En la tecnología del agua, la principal barrera no suele ser la falta de innovación, sino la manera en que esa innovación se implementa. La ciencia para resolver la mayoría de los desafíos del tratamiento de aguas residuales ya existe. Lo que frena el progreso es el propio proceso. Las instituciones públicas, las grandes corporaciones e incluso organizaciones de sostenibilidad bien intencionadas a menudo quedan atrapadas en procedimientos que avanzan con demasiada lentitud. Las decisiones tardan meses, los proyectos se estancan y se pierden oportunidades. Mientras tanto, las economías se resienten, los objetivos de sostenibilidad se alejan y las comunidades esperan soluciones que nunca llegan.
Más rápidos por diseño
En LZT Group creemos que los desafíos de las aguas residuales tienen tanto que ver con los procesos como con la tecnología. Incluso el sistema más avanzado no puede generar impacto si los responsables de la toma de decisiones pasan años en reuniones de planificación, ciclos de contratación o cadenas interminables de aprobación. El acceso al agua limpia no debería depender del número de comités creados, sino de la rapidez con la que las ideas se convierten en resultados.

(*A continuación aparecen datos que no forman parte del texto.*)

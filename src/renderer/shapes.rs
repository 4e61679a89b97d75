//! Shape descriptors for 2D primitives
//!
//! Turns a `RenderSnapshot` into a flat list of primitives. The drawing
//! backend only has to know how to fill a rotated square, fill or stroke a
//! circle and place a line of text.

use glam::Vec2;
use serde::Serialize;

use super::RenderSnapshot;
use crate::sim::GamePhase;

/// Colors for game elements (RGBA)
pub mod colors {
    pub const BACKGROUND: [f32; 4] = [0.0, 0.0, 0.0, 1.0];
    pub const SHIP: [f32; 4] = [1.0, 0.0, 0.0, 1.0];
    pub const BULLET: [f32; 4] = [1.0, 1.0, 1.0, 1.0];
    pub const ASTEROID: [f32; 4] = [1.0, 1.0, 1.0, 1.0];
    pub const TEXT: [f32; 4] = [1.0, 1.0, 1.0, 1.0];
}

/// Font sizes
pub const TITLE_FONT: f32 = 36.0;
pub const BODY_FONT: f32 = 20.0;

/// Horizontal anchoring of a text item at its position
#[derive(Debug, Clone, Copy, PartialEq, Eq, Serialize)]
#[serde(rename_all = "snake_case")]
pub enum TextAlign {
    /// Position is the left end of the baseline
    Left,
    /// Position is the middle of the baseline
    Center,
}

/// A drawable primitive
#[derive(Debug, Clone, PartialEq, Serialize)]
#[serde(tag = "kind", rename_all = "snake_case")]
pub enum Shape {
    /// Fill the whole frame
    Clear { color: [f32; 4] },
    /// Filled square rotated by `rotation` radians about its center
    Square {
        center: Vec2,
        size: f32,
        rotation: f32,
        color: [f32; 4],
    },
    /// Filled circle
    Disc {
        center: Vec2,
        diameter: f32,
        color: [f32; 4],
    },
    /// Circle outline
    Circle {
        center: Vec2,
        diameter: f32,
        color: [f32; 4],
    },
    Text {
        text: String,
        pos: Vec2,
        font_size: f32,
        align: TextAlign,
        color: [f32; 4],
    },
}

fn text(text: String, pos: Vec2, font_size: f32, align: TextAlign) -> Shape {
    Shape::Text {
        text,
        pos,
        font_size,
        align,
        color: colors::TEXT,
    }
}

/// Build the primitives for one frame
pub fn build_frame(snapshot: &RenderSnapshot) -> Vec<Shape> {
    let mut shapes = vec![Shape::Clear {
        color: colors::BACKGROUND,
    }];

    match snapshot.phase {
        GamePhase::Start => start_screen(snapshot, &mut shapes),
        GamePhase::Playing => {
            playfield(snapshot, &mut shapes);
            hud(snapshot, &mut shapes);
        }
        GamePhase::GameOver => game_over_screen(snapshot, &mut shapes),
    }

    shapes
}

fn start_screen(snapshot: &RenderSnapshot, shapes: &mut Vec<Shape>) {
    let center = snapshot.bounds.center();
    shapes.push(text(
        "Asteroids Game".to_string(),
        center - Vec2::new(0.0, 60.0),
        TITLE_FONT,
        TextAlign::Center,
    ));
    shapes.push(text(
        "Press start to play".to_string(),
        center,
        BODY_FONT,
        TextAlign::Center,
    ));
}

fn playfield(snapshot: &RenderSnapshot, shapes: &mut Vec<Shape>) {
    if let Some(ship) = &snapshot.ship {
        shapes.push(Shape::Square {
            center: ship.pos,
            size: ship.size,
            rotation: ship.heading,
            color: colors::SHIP,
        });
    }

    for &pos in &snapshot.bullets {
        shapes.push(Shape::Disc {
            center: pos,
            diameter: snapshot.bullet_size,
            color: colors::BULLET,
        });
    }

    for asteroid in &snapshot.asteroids {
        shapes.push(Shape::Circle {
            center: asteroid.pos,
            diameter: asteroid.size,
            color: colors::ASTEROID,
        });
    }
}

fn hud(snapshot: &RenderSnapshot, shapes: &mut Vec<Shape>) {
    shapes.push(text(
        format!("Score: {}", snapshot.score),
        Vec2::new(20.0, 30.0),
        BODY_FONT,
        TextAlign::Left,
    ));
    shapes.push(text(
        format!("Lives: {}", snapshot.lives),
        Vec2::new(snapshot.bounds.width - 120.0, 30.0),
        BODY_FONT,
        TextAlign::Left,
    ));
}

fn game_over_screen(snapshot: &RenderSnapshot, shapes: &mut Vec<Shape>) {
    let center = snapshot.bounds.center();
    let final_score = snapshot.final_score.unwrap_or(snapshot.score);

    shapes.push(text(
        "GAME OVER".to_string(),
        center - Vec2::new(0.0, 50.0),
        TITLE_FONT,
        TextAlign::Center,
    ));
    shapes.push(text(
        format!("Final Score: {}", final_score),
        center + Vec2::new(0.0, 50.0),
        TITLE_FONT,
        TextAlign::Center,
    ));
    if let Some(best) = snapshot.best_score {
        shapes.push(text(
            format!("Best: {}", best),
            center + Vec2::new(0.0, 100.0),
            BODY_FONT,
            TextAlign::Center,
        ));
    }
}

“Nuestro sector habla mucho de innovación, pero con demasiada frecuencia innovamos en el laboratorio y perdemos impulso en la sala de juntas”, afirma Lauras Zakarauskas, fundador y CEO de LZT Group. “Construimos esta empresa para ser diferentes. Eliminamos pasos innecesarios, tomamos decisiones con rapidez y nos enfocamos en los resultados en lugar de en los procedimientos. Así es como convertimos las ideas en soluciones reales y operativas para el agua.”
Esta mentalidad orientada a resultados forma parte de nuestro ADN. Desde el principio, LZT ha operado con un modelo de gobernanza diseñado para la rapidez y la claridad. Un único responsable de decisión supervisa todo el grupo, garantizando que la estrategia se convierta en acción sin demoras. Hemos conservado el espíritu de una organización pequeña incluso al crecer hasta convertirnos en un grupo global, manteniendo la agilidad que hace que la innovación tenga impacto real sobre el terreno.

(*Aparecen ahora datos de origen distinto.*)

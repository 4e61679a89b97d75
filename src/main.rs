//! Vector Asteroids entry point
//!
//! Runs a headless session on native targets: a scripted pilot drives the
//! game in real time at the tick period until game over, every frame goes to
//! a logging renderer, and the final snapshot is printed as JSON.
//!
//! Usage: `vector-asteroids [settings.json]`

#[cfg(not(target_arch = "wasm32"))]
use std::time::Instant;

#[cfg(not(target_arch = "wasm32"))]
use vector_asteroids::renderer::{LogRenderer, Renderer};
#[cfg(not(target_arch = "wasm32"))]
use vector_asteroids::sim::GameEvent;
#[cfg(not(target_arch = "wasm32"))]
use vector_asteroids::{Game, Intent, Settings};

/// Stop the demo after this many ticks (one minute at 100 Hz)
#[cfg(not(target_arch = "wasm32"))]
const DEMO_TICK_LIMIT: u64 = 6000;

/// Scripted controls for a tick: keep turning right, thrust in bursts and
/// fire on alternate ticks
#[cfg(not(target_arch = "wasm32"))]
fn pilot(tick: u64) -> [Intent; 4] {
    [
        Intent::TurnRight(tick % 120 < 60),
        Intent::TurnLeft(false),
        Intent::Accelerate(tick % 200 < 20),
        Intent::Fire(tick % 2 == 0),
    ]
}

#[cfg(not(target_arch = "wasm32"))]
fn main() {
    env_logger::init();
    log::info!("Vector Asteroids (headless) starting...");

    let settings = match std::env::args().nth(1) {
        Some(path) => Settings::load_or_default(path),
        None => Settings::default(),
    };
    let period = settings.tick_period();

    let mut game = match Game::new(settings) {
        Ok(game) => game,
        Err(e) => {
            log::error!("Cannot start: {}", e);
            std::process::exit(1);
        }
    };
    let mut renderer = LogRenderer::default();

    renderer.render(&game.snapshot());
    game.handle_intent(Intent::Start);

    let mut last = Instant::now();
    while game.is_ticking() && game.state().time_ticks < DEMO_TICK_LIMIT {
        for intent in pilot(game.state().time_ticks) {
            game.handle_intent(intent);
        }

        std::thread::sleep(period);
        let now = Instant::now();
        if game.advance(now - last) > 0 {
            for event in game.events() {
                if let GameEvent::ShipLost { lives_left } = event {
                    log::info!("Ship lost, {} lives left", lives_left);
                }
            }
        }
        last = now;

        renderer.render(&game.snapshot());
    }

    let snapshot = game.snapshot();
    log::info!(
        "Session ended in {:?} after {} ticks, {} frames, score {}",
        snapshot.phase,
        game.state().time_ticks,
        renderer.frames,
        snapshot.score
    );
    match snapshot.to_json() {
        Ok(json) => println!("{}", json),
        Err(e) => log::error!("Failed to serialize snapshot: {}", e),
    }
}

#[cfg(target_arch = "wasm32")]
fn main() {
    // No browser front end; the library is driven by the embedding page
}
//! Fixed timestep simulation tick
//!
//! Core game loop that advances the simulation by one step.

use std::collections::HashSet;

use super::collision::{find_bullet_hits, first_ship_hit};
use super::motion::{advance_asteroid, advance_bullet, advance_ship, steer_ship};
use super::state::{GameEvent, GamePhase, GameState};

/// Level-triggered controls sampled once per tick
#[derive(Debug, Clone, Copy, Default, PartialEq, Eq)]
pub struct TickInput {
    /// Thrust (up)
    pub accelerate: bool,
    /// Rotate counter-clockwise on screen
    pub turn_left: bool,
    /// Rotate clockwise on screen
    pub turn_right: bool,
    /// Fire one bullet every tick while held
    pub fire: bool,
}

impl TickInput {
    /// -1 for left, 1 for right, 0 for none. Left wins when both are held.
    pub fn turn_direction(&self) -> f32 {
        if self.turn_left {
            -1.0
        } else if self.turn_right {
            1.0
        } else {
            0.0
        }
    }
}

/// Advance the game state by one fixed timestep.
///
/// Does nothing outside `Playing`. Events raised by this tick replace the
/// previous tick's events in `state.events`.
pub fn tick(state: &mut GameState, input: &TickInput) {
    state.events.clear();
    if state.phase != GamePhase::Playing {
        return;
    }
    state.time_ticks += 1;

    // --- CONTROLS ---
    steer_ship(&mut state.ship, input.accelerate, input.turn_direction(), &state.tuning);
    if input.fire {
        state.fire_bullet();
    }

    // --- MOTION ---
    advance_ship(&mut state.ship, &state.bounds, &state.tuning);
    for bullet in state.bullets.iter_mut() {
        advance_bullet(bullet, &state.bounds, &state.tuning);
    }
    for asteroid in state.asteroids.iter_mut() {
        advance_asteroid(asteroid, &state.bounds);
    }
    state.bullets.retain(|b| b.active);

    // --- COLLISIONS ---
    resolve_bullet_hits(state);
    resolve_ship_hit(state);

    // Keep the asteroid floor (a finished run stays frozen as it ended)
    if state.phase == GamePhase::Playing {
        state.refill_asteroids();
    }
}

/// Remove every bullet/asteroid pair that collided and score them
fn resolve_bullet_hits(state: &mut GameState) {
    let hits = find_bullet_hits(&state.bullets, &state.asteroids, &state.tuning);
    if hits.is_empty() {
        return;
    }

    let mut spent_bullets = HashSet::with_capacity(hits.len());
    let mut destroyed = HashSet::with_capacity(hits.len());
    for hit in &hits {
        let bullet_id = state.bullets[hit.bullet].id;
        let asteroid_id = state.asteroids[hit.asteroid].id;
        spent_bullets.insert(bullet_id);
        destroyed.insert(asteroid_id);
        state.score += state.tuning.points_per_asteroid;
        state.events.push(GameEvent::AsteroidDestroyed {
            asteroid_id,
            bullet_id,
        });
        log::debug!("Bullet {} destroyed asteroid {}", bullet_id, asteroid_id);
    }

    state.bullets.retain(|b| !spent_bullets.contains(&b.id));
    state.asteroids.retain(|a| !destroyed.contains(&a.id));
}

/// Check the ship against asteroids; the first overlap costs a life
fn resolve_ship_hit(state: &mut GameState) {
    let Some(idx) = first_ship_hit(&state.ship, &state.asteroids, &state.tuning) else {
        return;
    };

    state.lives = state.lives.saturating_sub(1);
    log::debug!(
        "Ship hit asteroid {} ({} lives left)",
        state.asteroids[idx].id,
        state.lives
    );
    state.events.push(GameEvent::ShipLost {
        lives_left: state.lives,
    });

    if state.lives == 0 {
        state.end_run();
    } else {
        state.respawn_ship();
        state.respawn_asteroids();
    }
}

Purificando nuestra forma de trabajar
Nuestra filosofía define todo lo que hacemos, desde cómo diseñamos tecnología hasta cómo construimos alianzas. Trabajamos únicamente con personas y empresas que comparten nuestra convicción en procesos ágiles y ejecución rápida. La burocracia no resuelve los desafíos del agua; la acción decidida sí.
Las personas que lideran nuestro trabajo en todo el mundo encarnan este enfoque. Cristina Muñoz, con base en Barcelona, es reconocida por sus extraordinarias habilidades interpersonales y una actitud incansable orientada a la acción que abre puertas y construye alianzas en toda América Latina. Diego Ugalde, quien lidera las operaciones en Costa Rica, estudió en Estados Unidos y regresó a su país con un firme compromiso de impulsar tecnologías sostenibles de tratamiento de aguas residuales en su región. Armands Urmons, de Letonia y una de las figuras clave del Grupo LZT, está constantemente viajando para asegurar que nuestros procesos se mantengan puros y que nuestro modo de operar sea coherente en cada mercado al que ingresamos.
Extendemos este mismo principio a nuestras alianzas. Cada nuevo mercado al que entramos comienza con la búsqueda de socios que compartan nuestro enfoque: resultados antes que burocracia, decisiones antes que documentos, colaboración antes que comités.
Así es como entregamos soluciones que no solo cumplen con los estándares ambientales, sino que lo hacen con mayor rapidez, eficiencia y un impacto superior.
El agua limpia no puede esperar. Las comunidades, las industrias y los ecosistemas dependen de las decisiones que se toman hoy, no mañana. Por eso, en LZT Group estamos comprometidos no solo con la depuración de las aguas residuales, sino también con la depuración de los procesos que permiten ofrecerla. Si compartes esta visión —ya sea como cliente, socio o innovador— te invitamos a trabajar con nosotros. Juntos podemos construir un futuro en el que las soluciones de agua limpia avancen tan rápido como el mundo lo necesita, y donde los resultados hablen más fuerte que los procesos que los respaldan.